Se trata, en su conjunto, de un conglomerado económico que
concentra en manos de una pequeña minoría la mayor parte de los
recursos del Archipiélago y aquellos que llegan desde el
exterior. Una realidad que convierte en una pura quimera cualquier reclamación
de soberanía alimentaria no integrada en un proyecto político que reclame
también la propiedad colectiva de las riquezas básicas de Canarias.
Avanzar hacia ese objetivo, desde luego, requeriría desarrollar un nivel de organización
popular a años luz del que actualmente existe en las Islas. Pero es,
pese a su innegable dificultad, el gran reto que hoy se presenta como
ineludible para superar no sólo la dependencia alimentaria sino una
situación de emergencia social sin salida dentro del sistema capitalista y
a la que, en consecuencia, no pueden dar respuesta ninguna de las fuerzas
políticas integradas en el arco parlamentario.
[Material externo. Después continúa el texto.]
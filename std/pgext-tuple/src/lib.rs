///
/// pgext Composite Rows
///
/// `PgTuple` is either a view over an existing composite row datum or a
/// freshly built row of a named composite type. Either way it owns one
/// reference to the row type's tuple descriptor and releases it when
/// dropped (descriptors carrying the `-1` sentinel are never released).
///
/// Decoding:
/// - `from_datum` detoasts the row, reads its type id and typmod from the
///   tuple header and resolves the descriptor. An unresolvable row type
///   aborts the call; an unmaterializable datum is `None`.
/// - `get` reads one 1-based attribute, value and null flag together.
/// - `rebind` points the view at another row of the same type without a new
///   descriptor lookup. A row that cannot be detoasted leaves the view on
///   its previous row.
///
/// Encoding:
/// - `build` resolves a type name, checks the declared arity against the
///   descriptor and hands the parallel value/null buffers to the host's
///   row former. `into_datum` gives the row to the caller.
///

use std::fmt;

use pgext_core::{
    abort, BridgeError, Catalog, Datum, DatumRepr, HeapAccess, HeapTuple, Toast, TupleDescData,
    TupleDescGuard, INVALID_OID,
};

/// Everything a row view needs from the host.
pub trait RowHost: Toast + Catalog + HeapAccess {}

impl<T> RowHost for T where T: Toast + Catalog + HeapAccess + ?Sized {}

pub struct PgTuple<'h, H: RowHost + ?Sized> {
    host: &'h H,
    desc: TupleDescGuard<'h, H>,
    tuple: HeapTuple,
}

impl<'h, H: RowHost + ?Sized> PgTuple<'h, H> {
    /// Binds a composite row datum. `None` if the host cannot detoast it or
    /// the blob is too short to carry a tuple header.
    pub fn from_datum(host: &'h H, datum: Datum) -> Option<Self> {
        let Some(blob) = host.detoast(datum) else {
            tracing::debug!(?datum, "row datum could not be detoasted");
            return None;
        };
        let tuple = HeapTuple::from_varlena(blob);
        let Some(fields) = tuple.datum_tuple_fields() else {
            tracing::debug!(len = tuple.t_len, "row datum too short for a tuple header");
            return None;
        };

        let type_id = fields.datum_typeid;
        let typmod = fields.datum_typmod;
        let desc = match host.lookup_rowtype_tupdesc(type_id, typmod) {
            Some(desc) => desc,
            None => abort(BridgeError::UnresolvedRowType { type_id, typmod }),
        };

        Some(Self {
            host,
            desc: TupleDescGuard::new(host, desc),
            tuple,
        })
    }

    /// Forms a new row of the composite type `type_name`.
    pub fn build<const N: usize>(host: &'h H, type_name: &str, values: [Option<Datum>; N]) -> Self {
        let type_id = host.typename_get_typid(type_name);
        if type_id == INVALID_OID {
            abort(BridgeError::UnknownTypeName {
                name: type_name.to_string(),
            });
        }
        let desc = match host.lookup_rowtype_tupdesc(type_id, -1) {
            Some(desc) => TupleDescGuard::new(host, desc),
            None => abort(BridgeError::UnresolvedRowType { type_id, typmod: -1 }),
        };
        check_arity::<N>(&desc);

        let mut datums = [Datum::NULL; N];
        let mut nulls = [false; N];
        for (i, value) in values.into_iter().enumerate() {
            match value {
                Some(d) => datums[i] = d,
                None => nulls[i] = true,
            }
        }

        let tuple = host.heap_form_tuple(&desc, &datums, &nulls);
        tracing::trace!(type_name, len = tuple.t_len, "formed row");
        Self { host, desc, tuple }
    }

    /// Hands the row to the host and returns its datum.
    pub fn into_datum(self) -> Datum {
        self.host.heap_tuple_header_get_datum(&self.tuple)
    }

    /// Value of the 1-based attribute `attnum`, `None` when it is NULL.
    pub fn get(&self, attnum: i32) -> Option<Datum> {
        let natts = self.desc.natts();
        if attnum < 1 || attnum as usize > natts {
            abort(BridgeError::ColumnOutOfRange { attnum, natts });
        }
        let (value, isnull) = self.host.fastgetattr(&self.tuple, attnum, &self.desc);
        if isnull { None } else { Some(value) }
    }

    /// Reads attribute `attnum` and converts it. `None` for NULL or for a
    /// value whose storage cannot be materialized.
    pub fn get_as<T: DatumRepr>(&self, attnum: i32) -> Option<T> {
        let datum = self.get(attnum)?;
        T::from_datum(self.host, datum)
    }

    /// Points the view at another row of the same type.
    ///
    /// When `datum` cannot be detoasted the view keeps its current row.
    pub fn rebind(&mut self, datum: Datum) {
        match self.host.detoast(datum) {
            Some(blob) => self.tuple = HeapTuple::from_varlena(blob),
            None => tracing::debug!(?datum, "rebind target could not be detoasted, keeping row"),
        }
    }

    /// Every attribute of the row, in order.
    pub fn values<const N: usize>(&self) -> [Option<Datum>; N] {
        check_arity::<N>(&self.desc);
        let mut datums = [Datum::NULL; N];
        let mut nulls = [false; N];
        self.host
            .heap_deform_tuple(&self.tuple, &self.desc, &mut datums, &mut nulls);
        let mut out = [None; N];
        for i in 0..N {
            if !nulls[i] {
                out[i] = Some(datums[i]);
            }
        }
        out
    }

    pub fn desc(&self) -> &TupleDescData {
        &self.desc
    }

    pub fn natts(&self) -> usize {
        self.desc.natts()
    }

    pub fn tuple(&self) -> &HeapTuple {
        &self.tuple
    }
}

impl<H: RowHost + ?Sized> fmt::Debug for PgTuple<'_, H> {
    fn fmt(&self, f: &mut fmt::Formatter<'_>) -> fmt::Result {
        f.debug_struct("PgTuple")
            .field("desc", &*self.desc)
            .field("len", &self.tuple.t_len)
            .finish()
    }
}

fn check_arity<const N: usize>(desc: &TupleDescData) {
    if desc.natts() != N {
        abort(BridgeError::ArityMismatch {
            declared: N,
            actual: desc.natts(),
        });
    }
}
///
/// Conversion between application values and `Datum`s.
///
/// Scalars convert without touching the host. Text and bytea go through
/// `Toast`: encoding allocates a host varlena, decoding detoasts one.
/// `from_datum` returns `None` only when referenced storage cannot be
/// materialized; scalars always decode.
///

use std::ffi::CString;

use crate::datum::Datum;
use crate::host::Toast;
use crate::text::{text_datum_to_string, text_to_datum, text_view};

pub trait DatumRepr: Sized {
    fn to_datum<H: Toast + ?Sized>(&self, host: &H) -> Datum;

    fn from_datum<H: Toast + ?Sized>(host: &H, datum: Datum) -> Option<Self>;
}

impl DatumRepr for Datum {
    fn to_datum<H: Toast + ?Sized>(&self, _host: &H) -> Datum {
        *self
    }

    fn from_datum<H: Toast + ?Sized>(_host: &H, datum: Datum) -> Option<Self> {
        Some(datum)
    }
}

macro_rules! scalar_repr {
    ($($ty:ty => $from:ident, $as:ident;)*) => {
        $(
            impl DatumRepr for $ty {
                fn to_datum<H: Toast + ?Sized>(&self, _host: &H) -> Datum {
                    Datum::$from(*self)
                }

                fn from_datum<H: Toast + ?Sized>(_host: &H, datum: Datum) -> Option<Self> {
                    Some(datum.$as())
                }
            }
        )*
    };
}

scalar_repr! {
    i64 => from_i64, as_i64;
    u64 => from_u64, as_u64;
    i32 => from_i32, as_i32;
    u32 => from_u32, as_u32;
    i16 => from_i16, as_i16;
    u16 => from_u16, as_u16;
    i8 => from_i8, as_i8;
    u8 => from_u8, as_u8;
    f64 => from_f64, as_f64;
    f32 => from_f32, as_f32;
    bool => from_bool, as_bool;
}

impl DatumRepr for String {
    fn to_datum<H: Toast + ?Sized>(&self, host: &H) -> Datum {
        text_to_datum(host, self.as_str())
    }

    fn from_datum<H: Toast + ?Sized>(host: &H, datum: Datum) -> Option<Self> {
        text_datum_to_string(host, datum)
    }
}

impl DatumRepr for CString {
    fn to_datum<H: Toast + ?Sized>(&self, host: &H) -> Datum {
        text_to_datum(host, self.as_c_str())
    }

    fn from_datum<H: Toast + ?Sized>(host: &H, datum: Datum) -> Option<Self> {
        let s = text_datum_to_string(host, datum)?;
        CString::new(s).ok()
    }
}

/// Raw bytes, stored as a bytea varlena.
impl DatumRepr for Vec<u8> {
    fn to_datum<H: Toast + ?Sized>(&self, host: &H) -> Datum {
        host.cstring_to_text_with_len(self)
    }

    fn from_datum<H: Toast + ?Sized>(host: &H, datum: Datum) -> Option<Self> {
        text_view(host, datum).map(|view| view.as_bytes().to_vec())
    }
}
En eso consiste, en definitiva,
la secular lucha de los pueblos por conquistar su soberanía.
(*) Canarias ocupa el 6º lugar del mundo en el índice de intensidad
turística. El gráfico adjunto muestra la evolución de los millones de turistas
que visitaron el Archipiélago cada año entre 2010 y 2021, con la caída crítica
provocada por la pandemia del coronavirus en los años 2020 y 2021.